Taste receptors function as chemoreceptors, which interact with taste stimuli and give us the perception of taste. Some criteria set to label a molecule as a taste receptor are as follows-

  • They should be expressed in taste receptor cells.
  • Specific ligand to the taste receptors should be identified.
  • Changes in taste receptors should lead to alterations in the perception of taste (Bachmanov & Beauchamp, 2009).

Currently, human taste sensations are divided into five qualities: bitter, sour, salty, sweet, and umami (representing the stimulus generated by the amino acid glutamate, generally used to describe meaty, savory flavor) and accordingly different taste receptors have also been identified. Some of the approved taste receptors include T1R and T2R receptors which belong to a super-family of G protein–coupled receptors.
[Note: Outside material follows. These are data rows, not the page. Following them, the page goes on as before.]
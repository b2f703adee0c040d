//! HTTP protocol layer module
//!
//! Request/response data structures decoupled from the hyper binding.

pub mod request;
pub mod response;

// Re-export commonly used types
pub use request::{carries_body, check_content_length, read_body, ApiRequest};
pub use response::ApiResponse;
Amongst these trans-membrane proteins,

  • T1R receptors are associated with sweet and umami taste perception.
  • T2R receptors are associated with the perception of bitter taste.
  • PKD1L3 and PKD2L1 are ion channels which act as sour taste receptors.
  • CD36 is an integral membrane protein which recognizes the putative fat taste.
  • Epithelial sodium channels and TRPV1 are together associated with the perception of salt taste (Bailo, et al. 2009).

Have you ever thought that the poor eating habits of your child could be due to some genes?
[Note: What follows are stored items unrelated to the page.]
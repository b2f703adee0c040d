//! Request handler module
//!
//! Buffers the request body, dispatches to the resource handlers and writes
//! the access log line.

pub mod resource;
pub mod router;

use http_body_util::Full;
use hyper::body::{Bytes, Incoming};
use hyper::{Request, Response, Version};
use std::convert::Infallible;
use std::net::SocketAddr;
use std::sync::Arc;
use std::time::{Duration, Instant};

use crate::config::AppState;
use crate::http::{self, ApiRequest, ApiResponse};
use crate::logger::{self, AccessLogEntry};

/// Main entry point for HTTP request handling
pub async fn handle_request(
    req: Request<Incoming>,
    state: Arc<AppState>,
    peer: SocketAddr,
) -> Result<Response<Full<Bytes>>, Infallible> {
    let started = Instant::now();
    let (parts, body) = req.into_parts();

    let mut api_req = ApiRequest::new(parts.method, parts.uri.path());
    api_req.query = parts.uri.query().map(ToString::to_string);
    api_req.headers = parts.headers;

    let response = match buffer_body(&mut api_req, body, &state).await {
        Ok(()) => router::dispatch(&api_req, &state).await,
        Err(err) => ApiResponse::from_error(&err),
    };

    if state.config.logging.access_log {
        let mut entry = AccessLogEntry::new(
            peer.ip().to_string(),
            api_req.method.to_string(),
            api_req.path.clone(),
        );
        entry.query.clone_from(&api_req.query);
        entry.http_version = version_label(parts.version).to_string();
        entry.status = response.status.as_u16();
        entry.body_bytes = response.body.len();
        entry.referer = api_req.header("referer").map(ToString::to_string);
        entry.user_agent = api_req.header("user-agent").map(ToString::to_string);
        entry.request_time_us = u64::try_from(started.elapsed().as_micros()).unwrap_or(u64::MAX);
        logger::log_access(&entry, &state.config.logging.access_log_format);
    }

    let http_config = &state.config.http;
    Ok(response.into_hyper(&http_config.server_name, http_config.enable_cors))
}

/// Read the body for methods that carry one; others leave it empty
async fn buffer_body(
    api_req: &mut ApiRequest,
    body: Incoming,
    state: &AppState,
) -> Result<(), crate::error::ApiError> {
    if !http::carries_body(&api_req.method) {
        return Ok(());
    }
    let max_body_size = state.config.http.max_body_size;
    http::check_content_length(&api_req.headers, max_body_size)?;
    let timeout = Duration::from_secs(state.config.performance.read_timeout);
    api_req.body = http::read_body(body, max_body_size, timeout).await?;
    Ok(())
}

const fn version_label(version: Version) -> &'static str {
    match version {
        Version::HTTP_09 => "0.9",
        Version::HTTP_10 => "1.0",
        Version::HTTP_2 => "2",
        Version::HTTP_3 => "3",
        _ => "1.1",
    }
}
The association between genes and taste preferences was first discovered in 1931 when a chemist named Arthur Fox accidentally discovered that he could not detect the bitter taste of PTC (phenylthiocarbamide). Later, genetic modeling studies have suggested that there are two different alleles or two common forms of the PTC gene. The sensitivity to PTC is inherited and depends upon which alleles have been inherited from parents. This study was further supported when a group of psychobiologists conducted their genetic testing on a group of 143 children and their mothers. These psychobiologists not only concluded that PTC gene is responsible for the bitter taste, but also that the preferences for sweet tasting food was higher in children having two bitter-sensitive regions of a gene (Psychobiologists Find Genetic Component in Children's Food Preference, 2005). Similarly, other genes coding for different taste receptors also show variations among different individuals of a population.

How are the taste genes read by the brain?
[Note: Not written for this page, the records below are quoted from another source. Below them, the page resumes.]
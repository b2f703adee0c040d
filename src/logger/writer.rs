//! Log writer module
//!
//! Provides thread-safe log writing to files or stdout/stderr.

use std::fs::{File, OpenOptions};
use std::io::{self, Write};
use std::path::Path;
use std::sync::{Mutex, OnceLock};

use super::Level;

/// Global log writer instance
static LOG_WRITER: OnceLock<LogWriter> = OnceLock::new();

/// Log output target
enum LogTarget {
    /// Write to stdout
    Stdout,
    /// Write to stderr
    Stderr,
    /// Write to file
    File(Mutex<File>),
}

/// Thread-safe log writer
pub struct LogWriter {
    /// Access and info log target
    access: LogTarget,
    /// Error and warning log target
    error: LogTarget,
    /// Most verbose level written
    level: Level,
}

impl LogWriter {
    fn new(
        level: Level,
        access_log_file: Option<&str>,
        error_log_file: Option<&str>,
    ) -> io::Result<Self> {
        let access = match access_log_file {
            Some(path) => LogTarget::File(Mutex::new(open_log_file(path)?)),
            None => LogTarget::Stdout,
        };

        let error = match error_log_file {
            Some(path) => LogTarget::File(Mutex::new(open_log_file(path)?)),
            None => LogTarget::Stderr,
        };

        Ok(Self {
            access,
            error,
            level,
        })
    }

    pub const fn enabled(&self, level: Level) -> bool {
        level as u8 <= self.level as u8
    }

    /// Write to access log
    pub fn write_access(&self, message: &str) {
        write_to_target(&self.access, message);
    }

    /// Write to error log
    pub fn write_error(&self, message: &str) {
        write_to_target(&self.error, message);
    }

    /// Write info message (to access log target)
    pub fn write_info(&self, message: &str) {
        write_to_target(&self.access, message);
    }
}

/// Open or create a log file for appending
fn open_log_file(path: &str) -> io::Result<File> {
    // Create parent directories if they don't exist
    if let Some(parent) = Path::new(path).parent() {
        if !parent.as_os_str().is_empty() {
            std::fs::create_dir_all(parent)?;
        }
    }

    OpenOptions::new().create(true).append(true).open(path)
}

/// Write message to log target
fn write_to_target(target: &LogTarget, message: &str) {
    match target {
        LogTarget::Stdout => {
            println!("{message}");
        }
        LogTarget::Stderr => {
            eprintln!("{message}");
        }
        LogTarget::File(file) => {
            if let Ok(mut f) = file.lock() {
                let _ = writeln!(f, "{message}");
            }
        }
    }
}

/// Initialize the global log writer
///
/// This should be called once at application startup.
/// Returns error if log files cannot be opened.
pub fn init(
    level: Level,
    access_log_file: Option<&str>,
    error_log_file: Option<&str>,
) -> io::Result<()> {
    let writer = LogWriter::new(level, access_log_file, error_log_file)?;
    LOG_WRITER.set(writer).map_err(|_| {
        io::Error::new(
            io::ErrorKind::AlreadyExists,
            "Log writer already initialized",
        )
    })
}

/// Get the global log writer, if `init()` has run
pub fn get() -> Option<&'static LogWriter> {
    LOG_WRITER.get()
}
There are two main hypotheses which describe how these taste genes are interpreted by our brain. The first one is the labeled-line theory, according to which the signal from the taste receptor cells is directly carried to the neurons without any modification. This signal is read by the brain as a specific quality. This means that the TRCs make a one-to-one connection with brain. The second one is cross-fiber or pattern hypothesis. According to this hypothesis, the brain captures the information in the form of a complex pattern of nerve firing and tries to interpret from this complex pattern. The coding of primary tastes by the brain is individualized, which makes the perception of taste very specific for each person (Reed, et al. 2006).

What can help?

Genetic variation in taste receptors has been correlated with food choices and dietary habits in different individuals, which ultimately has an impact on the nutritional and health status of an individual. Apart from genetic factors, environment and socio-cultural factors also influence food selection. The main objective of this article was to throw light on the scientific factors related to the poor eating habits of children. The author of this article feels that if parents are able to understand the taste preferences of their children and provide nutritious food according to their taste, the job is mostly done.


Bachmanov, A,A & Beauchamp, G, K. (2009). Taste Receptor Genes. Annu Rev Nutr. 27, 389–414.

Bailo, BC., Toguri, C., Eny, K,M., & Sohemy, A, E. (2009), Genetic Variation in Taste and Its Influence on Food Selection. A Journal of Integrative Biology. 13(1).

Psychobiologists Find Genetic Component in Children's Food Preference. (2005). Retreived on 15th Feb. 2013. from

Reed, D,R. Tanaka, T and McDaniela, A, H. (2006). Diverse tastes: Genetics of sweet and bitter perception. Physiol Behav. 88(3): 215–226.